She was halfway up the stairs when she realized that there would be other girls inside her dorm room, too.
The stars hadn't quite come out yet, only one or two of the brightest ones visible through the reddish-purple haze of the horizon, though the sun had fully sunk.
Hermione's hands dug into the harsh stone of the parapet guarding the small balcony, where she'd ducked out of the stairwell after realizing that -
- she couldn't just go back to bed -
- the words echoed in her mind like 'You can't go home again' ought to sound.
She stared out at the empty grounds, the fading sunset, the sprouting grass so far below.
Tired, she was tired, she couldn't think now, she needed to sleep. Professor Flitwick had told her that she needed to sleep, and there'd been yet another potion with her dinner. Maybe that was how wizarding society treated horrible traumas to innocent young girls, just made them sleep a lot afterward.

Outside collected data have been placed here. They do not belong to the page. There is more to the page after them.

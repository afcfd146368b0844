//! analysis knobs - everything has a default so an empty `{}` config is valid

use std::path::{Path, PathBuf};

use serde::{Deserialize, Serialize};

use crate::error::{Result, Stage, StageExt, SurvivalError};

/// how tied event times enter the partial likelihood
#[derive(Debug, Clone, Copy, PartialEq, Eq, Default, Serialize, Deserialize)]
#[serde(rename_all = "lowercase")]
pub enum Ties {
    #[default]
    Efron,
    Breslow,
}

/// transform applied to event times before correlating them w/ schoenfeld residuals
#[derive(Debug, Clone, Copy, PartialEq, Eq, Default, Serialize, Deserialize)]
#[serde(rename_all = "lowercase")]
pub enum TimeTransform {
    Identity,
    Log,
    #[default]
    Rank,
    Km,
}

/// survival plot options
#[derive(Debug, Clone, PartialEq, Serialize, Deserialize)]
#[serde(default)]
pub struct PlotConfig {
    pub risk_table: bool,
    pub confidence_interval: bool,
    pub median_line: bool,
    pub show_p_value: bool,
    pub title: Option<String>,
    pub x_label: String,
    pub y_label: String,
    pub legend_title: Option<String>,
    /// overrides stratum names in the legend, in stratum order
    pub legend_labels: Option<Vec<String>>,
    pub width: u32,
    pub height: u32,
}

impl Default for PlotConfig {
    fn default() -> Self {
        Self {
            risk_table: true,
            confidence_interval: true,
            median_line: true,
            show_p_value: true,
            title: None,
            x_label: "Time (days)".to_string(),
            y_label: "Survival probability".to_string(),
            legend_title: None,
            legend_labels: None,
            width: 900,
            height: 650,
        }
    }
}

impl PlotConfig {
    pub fn with_title(mut self, title: impl Into<String>) -> Self {
        self.title = Some(title.into());
        self
    }

    pub fn with_legend_title(mut self, title: impl Into<String>) -> Self {
        self.legend_title = Some(title.into());
        self
    }
}

#[derive(Debug, Clone, PartialEq, Serialize, Deserialize)]
#[serde(default)]
pub struct AnalysisConfig {
    /// status code meaning "event occurred"
    pub event_code: i64,
    /// status code meaning "censored"; any other code is a labeling error
    pub censor_code: i64,
    pub ties: Ties,
    pub max_iterations: usize,
    pub tolerance: f64,
    pub l2_penalty: f64,
    pub confidence_level: f64,
    pub time_transform: TimeTransform,
    pub significance_level: f64,
    pub output_dir: PathBuf,
    pub export_file: String,
    pub plots: bool,
    pub plot: PlotConfig,
}

impl Default for AnalysisConfig {
    fn default() -> Self {
        Self {
            event_code: 1,
            censor_code: 0,
            ties: Ties::Efron,
            max_iterations: 50,
            tolerance: 1e-9,
            l2_penalty: 0.0,
            confidence_level: 0.95,
            time_transform: TimeTransform::Rank,
            significance_level: 0.05,
            output_dir: PathBuf::from("output"),
            export_file: "ovarian.csv".to_string(),
            plots: true,
            plot: PlotConfig::default(),
        }
    }
}

impl AnalysisConfig {
    /// load from a json file; missing fields fall back to defaults
    pub fn from_path(path: &Path) -> Result<Self> {
        (|| -> Result<Self> {
            let text = std::fs::read_to_string(path)?;
            let config: Self = serde_json::from_str(&text)
                .map_err(|e| SurvivalError::invalid_parameter("config", e.to_string()))?;
            config.validate()?;
            Ok(config)
        })()
        .stage(Stage::Config)
    }

    pub fn validate(&self) -> Result<()> {
        if self.event_code == self.censor_code {
            return Err(SurvivalError::invalid_parameter(
                "censor_code",
                format!("{} (same as event_code)", self.censor_code),
            ));
        }
        if !(self.confidence_level > 0.0 && self.confidence_level < 1.0) {
            return Err(SurvivalError::invalid_parameter(
                "confidence_level",
                self.confidence_level.to_string(),
            ));
        }
        if !(self.significance_level > 0.0 && self.significance_level < 1.0) {
            return Err(SurvivalError::invalid_parameter(
                "significance_level",
                self.significance_level.to_string(),
            ));
        }
        if self.max_iterations == 0 {
            return Err(SurvivalError::invalid_parameter("max_iterations", "0"));
        }
        if !(self.tolerance > 0.0) {
            return Err(SurvivalError::invalid_parameter(
                "tolerance",
                self.tolerance.to_string(),
            ));
        }
        if !(self.l2_penalty >= 0.0) {
            return Err(SurvivalError::invalid_parameter(
                "l2_penalty",
                self.l2_penalty.to_string(),
            ));
        }
        Ok(())
    }

    pub fn export_path(&self) -> PathBuf {
        self.output_dir.join(&self.export_file)
    }
}

#[cfg(test)]
mod tests {
    use super::*;

    #[test]
    fn test_empty_json_gives_defaults() {
        let config: AnalysisConfig = serde_json::from_str("{}").unwrap();
        assert_eq!(config, AnalysisConfig::default());
        assert_eq!(config.event_code, 1);
        assert_eq!(config.ties, Ties::Efron);
        assert_eq!(config.time_transform, TimeTransform::Rank);
    }

    #[test]
    fn test_partial_json_overrides() {
        let config: AnalysisConfig = serde_json::from_str(
            r#"{"event_code": 2, "ties": "breslow", "time_transform": "km", "plot": {"risk_table": false}}"#,
        )
        .unwrap();
        assert_eq!(config.event_code, 2);
        assert_eq!(config.ties, Ties::Breslow);
        assert_eq!(config.time_transform, TimeTransform::Km);
        assert!(!config.plot.risk_table);
        assert!(config.plot.confidence_interval);
    }

    #[test]
    fn test_validate_rejects_bad_levels() {
        let config = AnalysisConfig {
            confidence_level: 1.5,
            ..AnalysisConfig::default()
        };
        assert!(config.validate().is_err());

        let config = AnalysisConfig {
            max_iterations: 0,
            ..AnalysisConfig::default()
        };
        assert!(config.validate().is_err());
    }

    #[test]
    fn test_validate_rejects_shared_status_code() {
        let config = AnalysisConfig {
            event_code: 0,
            ..AnalysisConfig::default()
        };
        assert!(config.validate().is_err());

        let config = AnalysisConfig {
            event_code: 0,
            censor_code: 1,
            ..AnalysisConfig::default()
        };
        assert!(config.validate().is_ok());
    }

    #[test]
    fn test_config_file_errors_are_tagged() {
        let dir = tempfile::tempdir().unwrap();
        let path = dir.path().join("config.json");
        std::fs::write(&path, r#"{"confidence_level": 2.0}"#).unwrap();
        let err = AnalysisConfig::from_path(&path).unwrap_err();
        assert_eq!(err.stage(), Some(Stage::Config));

        let err = AnalysisConfig::from_path(&dir.path().join("missing.json")).unwrap_err();
        assert_eq!(err.stage(), Some(Stage::Config));
    }
}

She should go to her room and sleep, but she was afraid to go someplace where other people were. Afraid of how they might look at her, or look away.
Fragments of thought chased themselves around a mind too exhausted to finish or connect them, as the night fully set in.
Why -
Why did all this happen -
Everything was fine a week ago -
Why -
From behind her came the creaky sound of an opening door.
She turned her head and looked.
Professor Quirrell was leaning against the doorway she'd walked through, silhouetted like a cardboard cutout by the light of the Hogwarts torches lit behind him, in the open door. She couldn't see his expression, though the doorway behind him was bright; his eyes, his face, everything she could see from here lay within night's shadow.
The Defense Professor of Hogwarts, number one on the list of people who might've done this. She hadn't even realized she had a suspect list until that moment.
The man stood within that doorway, saying nothing; and she couldn't see his eyes. What was he even doing there in the first place -
"Are you here to kill me?" said Hermione Granger.
Professor Quirrell's head tilted at that.
Then the Defense Professor started toward her, the dark silhouette raising one hand slowly and deliberately, as though to push her off the Ravenclaw tower -
"Stupefy!"
The burst of adrenaline overrode everything, she drew her wand without thinking, her lips formed the word of their own accord, the stunbolt leapt out of her wand and -
- slowed to a stop in front of Professor Quirrell's raised hand, rippling in midair like it was still trying to fly and making a slight hissing sound.
The red glow illuminated Professor Quirrell's face for the first time, showing a strange fond smile.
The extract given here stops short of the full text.